= Song Jaehak =

South Korean poet and dentist (born 1955)

Song Jaehak (born 1955) is a South Korean poet and dentist.

== Biography ==
Song Jaehak was born in Yeongcheon, South Korea in 1955. He studied dentistry at Kyungpook National University and currently works as a dentist in Daegu. He began writing in his teens when he joined a literary club at his middle school and high school. He continued to write and debuted as a poet when the journal World Literature published his poem Eodueun naljjareul seucheoseo (어두운 날짜를 스쳐서 Brushing Past the Dark Days) in 1986. Song's poetry was noted for its emphasis on thought over sentiment. It combined clinical observations of objects and the world with the subjectivity of imagination.
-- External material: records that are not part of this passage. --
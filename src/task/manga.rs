//! Manga page pipeline
//!
//! Pages land in the chapter's scratch directory under 1-based zero-padded names
//! (`001.png`, `002.jpg`, ...). Files already present are counted as done without a
//! request, so a rerun only fetches what is missing.

use base64::Engine;
use base64::engine::general_purpose::STANDARD;
use std::collections::HashSet;
use std::path::{Path, PathBuf};
use std::sync::Arc;
use std::sync::atomic::{AtomicUsize, Ordering};

use crate::error::{Error, Result};
use crate::paths::{path_exists, remove_path};
use crate::retry::with_retry;
use crate::source::{PageInterceptor, Source};
use crate::types::{NetworkPage, Page, PageContent};
use crate::utils::{extension_from_response, image_extension, index_width, indexed_name};

use super::PipelineOutcome;
use super::context::PipelineContext;
use super::finalization::finalize_chapter;

const MIN_PAGE_WIDTH: usize = 3;

/// Running page counters, shared by the fetches of one batch
#[derive(Default)]
struct Tally {
    completed: AtomicUsize,
    failed: AtomicUsize,
}

impl Tally {
    fn complete(&self) -> usize {
        self.completed.fetch_add(1, Ordering::SeqCst) + 1
    }

    fn fail(&self, pages: usize) {
        self.failed.fetch_add(pages, Ordering::SeqCst);
    }

    fn completed(&self) -> usize {
        self.completed.load(Ordering::SeqCst)
    }

    fn failed(&self) -> usize {
        self.failed.load(Ordering::SeqCst)
    }
}

pub(super) async fn run(ctx: &PipelineContext, page_list: Option<Arc<Vec<Page>>>) -> PipelineOutcome {
    let id = ctx.id();
    let layout = ctx.layout();
    let scratch = layout.scratch_directory(id);

    match prepare_directories(ctx, &layout.series_directory(&id.series()), &scratch).await {
        Ok(true) => {}
        Ok(false) => return PipelineOutcome::Aborted,
        Err(e) => {
            tracing::error!(chapter = %id, path = ?scratch, error = %e, "failed to prepare scratch directory");
            return PipelineOutcome::Failed;
        }
    }

    let Some(source) = ctx.services.sources.source(&id.source_key) else {
        tracing::warn!(chapter = %id, "source disappeared before download");
        discard_scratch(&scratch).await;
        return PipelineOutcome::Failed;
    };

    let pages = match page_list {
        Some(pages) => pages,
        None => match ctx.until_cancelled(source.page_list(&ctx.download)).await {
            None => return PipelineOutcome::Aborted,
            Some(Err(e)) => {
                tracing::warn!(chapter = %id, error = %e, "failed to fetch page list");
                discard_scratch(&scratch).await;
                return PipelineOutcome::Failed;
            }
            Some(Ok(pages)) => {
                let pages = Arc::new(pages);
                ctx.report_page_list(pages.clone()).await;
                pages
            }
        },
    };
    if ctx.is_cancelled() {
        return PipelineOutcome::Aborted;
    }

    let total = pages.len();
    ctx.report_progress(0, total).await;
    if total == 0 {
        tracing::warn!(chapter = %id, "source returned an empty page list");
        discard_scratch(&scratch).await;
        return PipelineOutcome::Failed;
    }

    let width = index_width(total, MIN_PAGE_WIDTH);
    let existing = existing_stems(&scratch).await;
    let default_extension = &ctx.config().download.default_page_extension;
    let tally = Tally::default();
    let mut network = Vec::new();

    for (index, page) in pages.iter().enumerate() {
        let stem = indexed_name(index + 1, width);
        if let Some(description) = &page.description
            && let Err(e) = write_into(&scratch, &scratch.join(format!("{stem}.desc.txt")), description.as_bytes()).await
        {
            tracing::debug!(chapter = %id, page = index + 1, error = %e, "failed to write page description");
        }

        if existing.contains(&stem) {
            tally.complete();
            continue;
        }

        match &page.content {
            PageContent::Remote { url, context } => network.push(NetworkPage {
                index,
                url: url.clone(),
                context: context.clone(),
                target: scratch.join(&stem),
            }),
            inline => match write_inline(&scratch, &stem, inline, default_extension).await {
                Ok(()) => {
                    tally.complete();
                }
                Err(e) => {
                    tracing::warn!(chapter = %id, page = index + 1, error = %e, "failed to write inline page");
                    tally.fail(1);
                }
            },
        }
    }

    let skipped = total - network.len();
    if skipped > 0 {
        tracing::debug!(chapter = %id, skipped, "pages written without network requests");
        ctx.report_progress(tally.completed(), total).await;
    }

    let interceptor = source.interceptor();
    let fetcher = PageFetcher {
        ctx,
        source: source.as_ref(),
        interceptor,
        scratch: &scratch,
        tally: &tally,
        total,
    };
    if ctx.config().download.concurrent_page_fetch {
        fetcher.fetch_batched(&network).await;
    } else {
        fetcher.fetch_serial(&network).await;
    }

    if ctx.is_cancelled() {
        return PipelineOutcome::Aborted;
    }
    finalize_chapter(ctx, tally.completed(), tally.failed(), total).await
}

/// `Ok(false)` when the run was cancelled while the scratch directory was created
async fn prepare_directories(ctx: &PipelineContext, series_dir: &Path, scratch: &Path) -> Result<bool> {
    tokio::fs::create_dir_all(series_dir).await?;
    if !ctx.create_working_dir(scratch).await? {
        return Ok(false);
    }
    if !path_exists(scratch).await {
        return Err(Error::directory_missing(scratch));
    }
    Ok(true)
}

async fn discard_scratch(scratch: &Path) {
    if let Err(e) = remove_path(scratch).await {
        tracing::warn!(path = ?scratch, error = %e, "failed to remove scratch directory");
    }
}

/// File stems of pages already in the scratch directory
async fn existing_stems(scratch: &Path) -> HashSet<String> {
    let mut stems = HashSet::new();
    let Ok(mut entries) = tokio::fs::read_dir(scratch).await else {
        return stems;
    };
    while let Ok(Some(entry)) = entries.next_entry().await {
        let path = entry.path();
        if let Some(stem) = path.file_stem().and_then(|s| s.to_str())
            && !stem.ends_with(".desc")
        {
            stems.insert(stem.to_string());
        }
    }
    stems
}

/// Write `bytes` to `path` only while `dir` still exists
async fn write_into(dir: &Path, path: &Path, bytes: &[u8]) -> Result<()> {
    if !path_exists(dir).await {
        return Err(Error::directory_missing(dir));
    }
    tokio::fs::write(path, bytes).await?;
    Ok(())
}

async fn write_inline(scratch: &Path, stem: &str, content: &PageContent, default_extension: &str) -> Result<()> {
    let (bytes, extension) = match content {
        PageContent::Image(bytes) => {
            let extension = image_extension(bytes).unwrap_or(default_extension);
            (bytes.clone(), extension.to_string())
        }
        PageContent::Base64(encoded) => {
            let bytes = decode_base64(encoded)?;
            let extension = image_extension(&bytes).unwrap_or(default_extension).to_string();
            (bytes, extension)
        }
        PageContent::Text(text) => (text.clone().into_bytes(), "txt".to_string()),
        PageContent::Remote { url, .. } => {
            return Err(Error::Other(format!("page {url} needs a network fetch")));
        }
    };
    write_into(scratch, &scratch.join(format!("{stem}.{extension}")), &bytes).await
}

/// Decode plain base64 or a `data:` URL
pub(super) fn decode_base64(encoded: &str) -> Result<Vec<u8>> {
    let payload = match encoded.strip_prefix("data:") {
        Some(data_url) => data_url.split_once(',').map(|(_, p)| p).unwrap_or(data_url),
        None => encoded,
    };
    STANDARD
        .decode(payload.trim())
        .map_err(|e| Error::Source(format!("invalid base64 page data: {e}")))
}

struct PageFetcher<'a> {
    ctx: &'a PipelineContext,
    source: &'a dyn Source,
    interceptor: Option<Arc<dyn PageInterceptor>>,
    scratch: &'a Path,
    tally: &'a Tally,
    total: usize,
}

impl PageFetcher<'_> {
    /// Fixed-size batches in parallel; batches one after another
    async fn fetch_batched(&self, pages: &[NetworkPage]) {
        for batch in pages.chunks(self.ctx.config().batch_size()) {
            if self.ctx.is_cancelled() {
                tracing::debug!(chapter = %self.ctx.id(), "stopping page fetches");
                return;
            }
            futures::future::join_all(batch.iter().map(|page| self.fetch(page))).await;
        }
    }

    /// One page at a time; the rest are abandoned once the scratch directory is gone
    async fn fetch_serial(&self, pages: &[NetworkPage]) {
        for (position, page) in pages.iter().enumerate() {
            if self.ctx.is_cancelled() {
                tracing::debug!(chapter = %self.ctx.id(), "stopping page fetches");
                return;
            }
            if !path_exists(self.scratch).await {
                let abandoned = pages.len() - position;
                tracing::warn!(
                    chapter = %self.ctx.id(),
                    abandoned,
                    "scratch directory disappeared, abandoning remaining pages"
                );
                self.tally.fail(abandoned);
                return;
            }
            self.fetch(page).await;
        }
    }

    async fn fetch(&self, page: &NetworkPage) {
        match self.download(page).await {
            Ok(path) => {
                let done = self.tally.complete();
                tracing::debug!(chapter = %self.ctx.id(), page = page.index + 1, path = ?path, "page saved");
                self.ctx.report_progress(done, self.total).await;
            }
            Err(e) => {
                self.tally.fail(1);
                tracing::warn!(
                    chapter = %self.ctx.id(),
                    page = page.index + 1,
                    url = %page.url,
                    error = %e,
                    "page download failed"
                );
            }
        }
    }

    async fn download(&self, page: &NetworkPage) -> Result<PathBuf> {
        let client = &self.ctx.services.http;
        let source = self.source;
        let default_extension = self.ctx.config().download.default_page_extension.as_str();

        let (bytes, extension) = with_retry(&self.ctx.config().retry, || async move {
            let response = source
                .page_request(client, page)
                .send()
                .await?
                .error_for_status()?;
            let extension = extension_from_response(&response, &page.url, default_extension);
            let bytes = response.bytes().await?;
            Ok::<_, Error>((bytes.to_vec(), extension))
        })
        .await?;

        let (bytes, extension) = match &self.interceptor {
            Some(interceptor) => (intercept(interceptor.clone(), bytes).await?, "png".to_string()),
            None => (bytes, extension),
        };

        if self.ctx.is_cancelled() {
            return Err(Error::Cancelled);
        }
        let path = page.target.with_extension(extension);
        write_into(self.scratch, &path, &bytes).await?;
        Ok(path)
    }
}

/// Decode, transform and re-encode a page on a blocking thread
async fn intercept(interceptor: Arc<dyn PageInterceptor>, bytes: Vec<u8>) -> Result<Vec<u8>> {
    tokio::task::spawn_blocking(move || -> Result<Vec<u8>> {
        let image = image::load_from_memory(&bytes)?;
        let image = interceptor.process(image)?;
        let mut out = std::io::Cursor::new(Vec::new());
        image.write_to(&mut out, image::ImageFormat::Png)?;
        Ok(out.into_inner())
    })
    .await
    .map_err(|e| Error::Other(format!("page interceptor task failed: {e}")))?
}
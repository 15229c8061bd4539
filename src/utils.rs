//! Helpers for naming downloaded files from HTTP responses and sequence indices

use std::path::Path;

/// Suggested filename from the response's Content-Disposition header.
///
/// Understands both `filename="..."` and the RFC 5987 `filename*=charset'lang'value`
/// form. Returns `None` when the header is missing or carries no filename.
pub fn suggested_filename(response: &reqwest::Response) -> Option<String> {
    let value = response
        .headers()
        .get(reqwest::header::CONTENT_DISPOSITION)?
        .to_str()
        .ok()?;

    for part in value.split(';') {
        let part = part.trim();
        if let Some(encoded) = part.strip_prefix("filename*=") {
            // Format is: charset'lang'encoded-filename
            let encoded = encoded.rsplit('\'').next().unwrap_or(encoded);
            if let Ok(decoded) = urlencoding::decode(encoded) {
                return Some(decoded.into_owned());
            }
        } else if let Some(name) = part.strip_prefix("filename=") {
            let name = name.trim_matches('"');
            if !name.is_empty() {
                return Some(name.to_string());
            }
        }
    }
    None
}

/// Extension for a fetched page, decided from the response.
///
/// Order: the suggested filename's extension, the `Content-Type` MIME type, the last
/// path segment of `url`, then `default`. The result is lowercase and has no dot.
pub fn extension_from_response(response: &reqwest::Response, url: &str, default: &str) -> String {
    if let Some(ext) = suggested_filename(response).as_deref().and_then(file_extension) {
        return ext;
    }

    let mime = response
        .headers()
        .get(reqwest::header::CONTENT_TYPE)
        .and_then(|v| v.to_str().ok());
    if let Some(ext) = mime.and_then(mime_to_extension) {
        return ext.to_string();
    }

    if let Ok(parsed) = url::Url::parse(url)
        && let Some(mut segments) = parsed.path_segments()
        && let Some(last) = segments.next_back()
        && let Some(ext) = file_extension(last)
        && is_known_page_extension(&ext)
    {
        return ext;
    }

    default.to_string()
}

/// Map a MIME type (parameters allowed) to a file extension
pub fn mime_to_extension(mime: &str) -> Option<&'static str> {
    let essence = mime.split(';').next()?.trim().to_ascii_lowercase();
    let ext = match essence.as_str() {
        "image/png" => "png",
        "image/jpeg" | "image/jpg" | "image/pjpeg" => "jpg",
        "image/gif" => "gif",
        "image/webp" => "webp",
        "image/avif" => "avif",
        "image/heic" => "heic",
        "image/bmp" => "bmp",
        "text/plain" => "txt",
        "text/vtt" => "vtt",
        "application/x-subrip" => "srt",
        "video/mp2t" => "ts",
        "video/mp4" => "mp4",
        _ => return None,
    };
    Some(ext)
}

/// Extension inferred from raw image bytes (inline pages)
pub fn image_extension(bytes: &[u8]) -> Option<&'static str> {
    let format = image::guess_format(bytes).ok()?;
    Some(match format {
        image::ImageFormat::Jpeg => "jpg",
        other => *other.extensions_str().first()?,
    })
}

/// Whether `value` is an absolute http(s) URL
pub fn is_http_url(value: &str) -> bool {
    url::Url::parse(value)
        .map(|u| matches!(u.scheme(), "http" | "https") && u.has_host())
        .unwrap_or(false)
}

/// Zero-padded width for `count` sequence numbers, never narrower than `min`
pub fn index_width(count: usize, min: usize) -> usize {
    count.max(1).to_string().len().max(min)
}

/// Zero-padded sequence name, e.g. `indexed_name(7, 3) == "007"`
pub fn indexed_name(index: usize, width: usize) -> String {
    format!("{index:0width$}")
}

fn file_extension(name: &str) -> Option<String> {
    let ext = Path::new(name).extension()?.to_str()?;
    if ext.is_empty() || ext.len() > 5 || !ext.chars().all(|c| c.is_ascii_alphanumeric()) {
        return None;
    }
    Some(ext.to_ascii_lowercase())
}

fn is_known_page_extension(ext: &str) -> bool {
    matches!(
        ext,
        "png" | "jpg" | "jpeg" | "gif" | "webp" | "avif" | "heic" | "bmp" | "txt" | "vtt" | "srt"
    )
}

// unwrap/expect are acceptable in tests for concise failure-on-error assertions
#[allow(clippy::unwrap_used, clippy::expect_used)]
#[cfg(test)]
mod tests {
    use super::*;
    use wiremock::matchers::{method, path};
    use wiremock::{Mock, MockServer, ResponseTemplate};

    /// Helper: start a mock server, register a response, make a GET request, return the response.
    async fn mock_response(
        path_str: &str,
        template: ResponseTemplate,
    ) -> (reqwest::Response, String) {
        let server = MockServer::start().await;
        Mock::given(method("GET"))
            .and(path(path_str))
            .respond_with(template)
            .mount(&server)
            .await;

        let url = format!("{}{}", server.uri(), path_str);
        let resp = reqwest::get(&url).await.unwrap();
        (resp, url)
    }

    #[tokio::test]
    async fn extension_from_quoted_content_disposition() {
        let (resp, url) = mock_response(
            "/page/1",
            ResponseTemplate::new(200)
                .insert_header("Content-Disposition", r#"inline; filename="001.WEBP""#)
                .insert_header("Content-Type", "image/png"),
        )
        .await;

        assert_eq!(suggested_filename(&resp).as_deref(), Some("001.WEBP"));
        assert_eq!(
            extension_from_response(&resp, &url, "png"),
            "webp",
            "suggested filename wins over MIME type"
        );
    }

    #[tokio::test]
    async fn rfc5987_filename_is_decoded() {
        let (resp, _) = mock_response(
            "/page/2",
            ResponseTemplate::new(200).insert_header(
                "Content-Disposition",
                "attachment; filename*=UTF-8''page%20two.jpg",
            ),
        )
        .await;

        assert_eq!(suggested_filename(&resp).as_deref(), Some("page two.jpg"));
    }

    #[tokio::test]
    async fn extension_falls_back_to_mime_type() {
        let (resp, url) = mock_response(
            "/img",
            ResponseTemplate::new(200).insert_header("Content-Type", "image/jpeg; charset=binary"),
        )
        .await;

        assert_eq!(extension_from_response(&resp, &url, "png"), "jpg");
    }

    #[tokio::test]
    async fn extension_falls_back_to_url_path() {
        let (resp, url) = mock_response("/chapter/003.gif", ResponseTemplate::new(200)).await;
        assert_eq!(extension_from_response(&resp, &url, "png"), "gif");
    }

    #[tokio::test]
    async fn extension_falls_back_to_default() {
        let (resp, url) = mock_response("/chapter/page.php", ResponseTemplate::new(200)).await;
        assert_eq!(extension_from_response(&resp, &url, "png"), "png");
    }

    #[test]
    fn mime_mapping() {
        assert_eq!(mime_to_extension("image/webp"), Some("webp"));
        assert_eq!(mime_to_extension("IMAGE/PNG"), Some("png"));
        assert_eq!(mime_to_extension("application/octet-stream"), None);
    }

    #[test]
    fn image_extension_sniffs_magic_bytes() {
        assert_eq!(image_extension(b"\x89PNG\r\n\x1a\n0000"), Some("png"));
        assert_eq!(image_extension(&[0xFF, 0xD8, 0xFF, 0xE0, 0, 0]), Some("jpg"));
        assert_eq!(image_extension(b"GIF89a...."), Some("gif"));
        assert_eq!(image_extension(b"hello world"), None);
    }

    #[test]
    fn http_url_detection() {
        assert!(is_http_url("https://cdn.example.com/master.m3u8"));
        assert!(is_http_url("http://127.0.0.1:8080/x"));
        assert!(!is_http_url("episode-42"));
        assert!(!is_http_url("file:///tmp/x.m3u8"));
        assert!(!is_http_url(""));
    }

    #[test]
    fn index_names_sort_lexically() {
        assert_eq!(index_width(9, 3), 3);
        assert_eq!(index_width(1200, 3), 4);
        assert_eq!(index_width(0, 5), 5);

        let width = index_width(120, 5);
        let mut names: Vec<String> = [100, 7, 42, 0].iter().map(|&i| indexed_name(i, width)).collect();
        names.sort();
        assert_eq!(names, vec!["00000", "00007", "00042", "00100"]);
    }
}
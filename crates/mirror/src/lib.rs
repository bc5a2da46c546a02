//! # HLS Mirror Engine
//!
//! A library for mirroring live HLS media playlists to local storage.
//! Each poll cycle fetches the playlist, tokenizes it into a header and
//! body entries, downloads every referenced segment and key, and appends
//! the rewritten entries to an ever-growing local copy.
//!
//! ## Features
//!
//! - Sliding playlist windows stitched into one continuous playlist
//! - Segment sequence and program-time tracking across refreshes
//! - Content-addressed storage for ad-pod, slate and key-server assets
//! - Remote or local playlist sources

pub mod builder;
pub mod config;
pub mod downloader;
pub mod error;
pub mod hls;

pub use builder::DownloaderConfigBuilder;
pub use config::DownloaderConfig;
pub use error::MirrorError;

// Re-export downloader utilities
pub use downloader::{HttpFetch, HttpFetcher, create_client};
He published his first poetry collection Eoreum sijip (얼음시집 Ice Poetry Collection) in 1988, followed by Pureunbitgwa ssauda (푸른빛과 싸우다 Fighting Blue Light) in 1994, Geuga nae ulgureul manjine (그가 내 얼굴을 만지네 He's Touching My Face) in 1997, Gieokdeul (기억들 Memories) in 2001, Jinheukeolgul (진흙얼굴 Mud Face) in 2005, Naeganchereul eotda (내간체를 얻다 I've Acquired the Language of Women) in 2011, Naljjadeul (날짜들 Dates) in 2013, and Geomeunsaek (검은색 Black) in 2015. He is the winner of several accolades, including the Kim Daljin Literature Prize, Pyeon-un Literature Award, and Jeon Bonggeon Literary Award.

== Writing ==
Song's poetry is known for appealing to the senses, especially by use of imagery and color. Eoreum sijip (얼음시집 Ice Poetry Collection) describes the anguish of worldly relationships and the process of overcoming it. His subsequent poems are a continuation of that theme and explore the essence of life in a measured tone. Following his third poetry collection Geuga nae ulgureul manjine (그가 내 얼굴을 만지네 He's Touching My Face), which offers a unique interpretation of color and a sympathetic portrayal of everyday life, Song begins to use more compact language to express his thoughts and intuitions. The judges of the Yi Sang Poetry Award note that Song makes effective use of "synesthesia triggered by visual cues" and that "his symbols are not rhetoric but shed light on truth," which is why his poetry can be said to "transcend the contradictions of Western modernism." In addition, literary critic Lee Gwang-ho observes that Song's poetry brings together bodily senses with the beauty of landscapes, describing him as "a poet who finds passages of the body in images." In his 2015 poetry collection, Geomeunsaek (검은색 Black), Song probes the nature of the world through the color black, which he uses to represent death.

== Works ==

=== Poetry collections ===
- 『얼음시집』(문학과지성사, 1988) { Ice Poetry Collection. Moonji, 1988. }
- 『살레시오네 집』(세계사, 1992) { Salesius' House. Segyesa, 1992. }
- 『푸른빛과 싸우다』(문학과지성사, 1994) { Fighting Blue Light. Moonji, 1994. }
- 『그가 내 얼굴을 만지네』(민음사, 1996) { He's Touching My Face. Minumsa, 1996. }
- 『기억들』(세계사, 2001) { Memories. Segyesa, 2001. }
- 『진흙얼굴』(문예중앙, 2005) { Mud Face. Munye Joongang, 2005. }
- 『내간체를 얻다』(문학동네, 2011) { I've Acquired the Language of Women. Munhakdongne, 2011. }
- 『날짜들』(서정시학, 2013) { Dates. Lyric Poetry and Poetics, 2013. }
- 『검은색』(문학과지성사, 2015) { Black. Moonji, 2015. }

=== Essay collections ===
- 『풍경의 비밀』(랜덤하우스코리아, 2006) { The Secret of Scenery. Random House Korea, 2006. }
- 『삶과 꿈의 길, 실크로드』(아침책상, 2013) { Silk Road: The Road of Life and Dreams. Achim Chaeksang, 2013. }

=== Works in Translation ===
Source:
- 舟 : 2009 秋 (Japanese)
- PO: 2010 Autumn (Japanese)

== Awards ==
- 1994: 5th Kim Daljin Literature Prize
- 2010: 25th Sowol Poetry Award
- 2011: 25th Geumbok Culture Award (literature category)
- 2012: 5th Yi Sang Poetry Award
- 2014: 24th Pyeon-un Literature Award
- 2016: 2nd Jeon Bonggeon Literary Award.